At first glance, last week’s wrestling exhibition in Pyongyang seems to have been a one-off event similar to others with which North Korea has used in the past to try to shift attention away from its nuclear program. As such, it could be dismissed as little more than a dose of regime propaganda. However, this interpretation seems inaccurate. Instead, Kim Jong Un appears intent on actually developing the tourism sector to attract much needed capital inflows. Seen in this light, a group of international wrestlers fighting inside a North Korean ring and holding arm-wrestling competitions with local children can be interpreted as in line with recent efforts to attract more visitors.

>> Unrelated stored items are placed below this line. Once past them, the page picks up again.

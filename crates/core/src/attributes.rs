//! Marker attribute declarations injected into the consuming project.

use crate::model::Marker;
use crate::policy::SideEffect;
use crate::synth::AUTO_GENERATED_HEADER;
use crate::writer::CodeWriter;

/// Namespace the marker attributes live in.
pub const ATTRIBUTE_NAMESPACE: &str = "NullObjectGenerator";

/// File name the attribute source is registered under.
pub const ATTRIBUTE_FILE_NAME: &str = "NullObjAttribute.cs";

/// Name of the flags enum carrying the side-effect policy.
pub const POLICY_ENUM_NAME: &str = "NullObjLog";

/// C# source declaring both marker attributes and the policy flags enum.
pub fn marker_source(indent_width: usize) -> String {
    let mut writer = CodeWriter::with_indent_width(indent_width);
    writer.append_line(AUTO_GENERATED_HEADER, false);
    writer.append_line("using System;", false);
    writer.append_line("", false);

    let namespace = format!("namespace {ATTRIBUTE_NAMESPACE}");
    {
        let mut scope = writer.block_scope(Some(namespace.as_str()));
        for (i, marker) in Marker::ALL.into_iter().enumerate() {
            if i > 0 {
                scope.append_line("", false);
            }
            write_marker(&mut scope, marker);
        }
        scope.append_line("", false);
        write_policy_enum(&mut scope);
    }
    writer.take()
}

fn write_marker(writer: &mut CodeWriter, marker: Marker) {
    let target = match marker {
        Marker::InheritsToNullObj => "Class",
        Marker::InterfaceToNullObj => "Interface",
    };
    let class_name = format!("{}Attribute", marker.attribute_name());

    writer.append_line(
        &format!("[AttributeUsage(AttributeTargets.{target}, Inherited = false, AllowMultiple = false)]"),
        true,
    );
    let header = format!("internal sealed class {class_name} : Attribute");
    let mut class = writer.block_scope(Some(header.as_str()));
    class.append_line(&format!("public {POLICY_ENUM_NAME} LogType {{ get; }}"), true);
    class.append_line("", false);
    let constructor =
        format!("public {class_name}({POLICY_ENUM_NAME} logType = {POLICY_ENUM_NAME}.None)");
    let mut body = class.block_scope(Some(constructor.as_str()));
    body.append_line("LogType = logType;", true);
}

fn write_policy_enum(writer: &mut CodeWriter) {
    writer.append_line("[Flags]", true);
    let header = format!("internal enum {POLICY_ENUM_NAME}");
    let mut body = writer.block_scope(Some(header.as_str()));
    body.append_line("None = 0,", true);
    for effect in SideEffect::EMISSION_ORDER {
        body.append_line(
            &format!("{} = {},", effect.marker_name(), effect.flag().bits()),
            true,
        );
    }
}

A few interrelated aspects help explain Pyongyang’s increasing focus on the tourism sector, including: 1) East Asia’s exponential growth as a recipient and sender of tourists; 2) the expertise and knowledge-sharing underpinning UN World Tourism Organization (WTO) activities, in which North Korea has recently become more interested; and 3) tourism’s potential to bring revenues without significantly affecting short-term regime stability.

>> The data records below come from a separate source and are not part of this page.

//! Command line front end for the null object generator.

use clap::{CommandFactory, Parser, Subcommand};
use tracing_subscriber::EnvFilter;
use tracing_subscriber::prelude::*;

pub mod commands;

/// Environment variable controlling log output.
pub const LOG_ENV: &str = "NULLOBJ_LOG";

#[derive(Parser, Debug)]
#[command(
    name = "nullobj",
    version,
    about = "Generate null object companions for annotated C# types"
)]
struct Cli {
    #[command(subcommand)]
    command: Option<Commands>,
}

#[derive(Subcommand, Debug)]
enum Commands {
    /// Generate companions for every annotated type in a compilation model
    Generate(commands::generate::GenerateArgs),
    /// Print or write the marker attribute source
    Attributes(commands::attributes::AttributesArgs),
    /// Write a nullobj.toml with the default options
    InitConfig(commands::init_config::InitConfigArgs),
}

/// Parse `args` (including the program name) and run the selected command.
/// Returns the process exit code.
pub fn run(args: Vec<String>) -> i32 {
    match Cli::try_parse_from(args) {
        Ok(cli) => match cli.command {
            Some(Commands::Generate(args)) => commands::generate::run(args),
            Some(Commands::Attributes(args)) => commands::attributes::run(args),
            Some(Commands::InitConfig(args)) => commands::init_config::run(args),
            None => {
                let mut cmd = Cli::command();
                let _ = cmd.print_help();
                println!();
                0
            }
        },
        Err(e) => {
            let code = e.exit_code();
            let _ = e.print();
            code
        }
    }
}

/// Install the stderr log subscriber.
///
/// `NULLOBJ_LOG` takes a plain level ("debug") applied to the generator
/// crates, or a full filter spec like "nullobj_core=trace,nullobj_cli=info".
pub fn init_tracing() {
    let filter = match std::env::var(LOG_ENV) {
        Ok(level) if is_plain_level(&level) => crate_filter(&level),
        Ok(spec) => spec,
        Err(_) => crate_filter("warn"),
    };

    let fmt_layer = tracing_subscriber::fmt::layer()
        .with_writer(std::io::stderr)
        .with_target(true)
        .with_filter(EnvFilter::new(filter));

    if tracing_subscriber::registry()
        .with(fmt_layer)
        .try_init()
        .is_err()
    {
        eprintln!("Warning: tracing subscriber already initialized");
    }
}

fn crate_filter(level: &str) -> String {
    format!("nullobj_cli={level},nullobj_core={level}")
}

fn is_plain_level(s: &str) -> bool {
    matches!(
        s.to_ascii_lowercase().as_str(),
        "trace" | "debug" | "info" | "warn" | "error"
    )
}

#[cfg(test)]
mod tests {
    use super::*;

    #[test]
    fn test_is_plain_level() {
        assert!(is_plain_level("debug"));
        assert!(is_plain_level("WARN"));
        assert!(!is_plain_level("nullobj_core=debug"));
    }

    #[test]
    fn test_crate_filter_covers_both_crates() {
        assert_eq!(crate_filter("info"), "nullobj_cli=info,nullobj_core=info");
    }

    #[test]
    fn test_cli_definition_is_valid() {
        Cli::command().debug_assert();
    }

    #[test]
    fn test_unknown_subcommand_fails() {
        assert_ne!(run(vec!["nullobj".into(), "explode".into()]), 0);
    }
}
//! Mask filters used to clean up raw segmentation results.
//!
//! All filters take a [`Mask`](crate::selection::Mask) and return a new
//! one; nothing is modified in place. Work is restricted to the mask's
//! bounds wherever the result outside them is known to be empty.
//!
//! ## Filter Categories
//!
//! - **Blur**: separable Gaussian blur thresholded back to binary, plus a
//!   border-only variant that only recomputes pixels near region edges
//! - **Morphology**: single-pass 3×3 dilation

pub mod blur;
pub mod core;
pub mod morphology;

pub use blur::{border_pixels, gaussian_blur, gaussian_blur_border_only};
pub use morphology::dilate;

North Korea and East Asia’s Tourist Boom
UNWTO statistics show that—as is the case in many other areas of the economy—East Asia’s tourism sector is booming. With almost no exception, countries in both Northeast and Southeast Asia have shown increased tourist arrivals and receipts. For instance, an interesting case for North Korea to watch is Myanmar, which pulled in 25.9 percent more tourists in 2012 compared to the previous year, and posted the largest percentage increase in the region. That is, as soon as its government decided to open up slightly, Myanmar witnessed a mini tourism boom. Meanwhile, tourists from China, Japan, Singapore and Hong Kong, in this order, are among the top 15 biggest spenders in the world by country of origin—with China having become number one in 2013.
The UNWTO does not publish comparable statistics for North Korea. Nonetheless, anecdotal evidence suggests that the number of tourists visiting the country has been increasing over the past few years, with Pyongyang easing restrictions on foreign travellers who want to visit in a private capacity. A recent example is the launch of an hours-long bicycle tour departing from Tumen City in China into Namyang in North Korea.

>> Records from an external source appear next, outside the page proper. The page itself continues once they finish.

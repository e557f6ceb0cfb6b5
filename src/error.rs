//! Error types for the selection and offset engines.

use thiserror::Error;

/// Errors surfaced by mask and raster operations.
///
/// Seeds that were already visited are not errors: those calls return
/// `Ok(None)`. Degenerate geometry in the offset engine is recovered
/// locally and never reaches this type.
#[derive(Error, Debug)]
#[non_exhaustive]
pub enum Error {
    #[error("mask size mismatch: expected {expected:?}, got {actual:?}")]
    DimensionMismatch {
        expected: (usize, usize),
        actual: (usize, usize),
    },

    #[error("seed ({x}, {y}) outside window of size {width}x{height}")]
    SeedOutOfBounds {
        x: usize,
        y: usize,
        width: usize,
        height: usize,
    },

    #[error("invalid pixel window: {0}")]
    InvalidWindow(String),

    #[error("array shape error: {0}")]
    Shape(#[from] ndarray::ShapeError),
}

/// Result type alias for engine operations.
pub type Result<T> = std::result::Result<T, Error>;

#[cfg(feature = "python")]
impl From<Error> for pyo3::PyErr {
    fn from(err: Error) -> Self {
        pyo3::exceptions::PyValueError::new_err(err.to_string())
    }
}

Beyond anecdotes, however, what evidence is there that Kim Jong Un is seeking to systematically develop the tourism sector as an engine for economic growth? Facility building since Kim took office, a new mentality towards foreign visitors and the recent opening of a tourism college provide some evidence.
Starting with facility development, several hotels, hospitals, sport complexes and entertainment amenities—including the Aprok/Yalu River Amusement Park and the Pyongyang Folk Park—have been built or renovated since Kim Jong Un came to power. Furthermore, the Masik Pass Ski Resort in Kangwon Province was opened in October of last year, and a government-linked official travel agency announced the re-development of the Mt. Kumgang Tourism Special Zone (TSZ) in May.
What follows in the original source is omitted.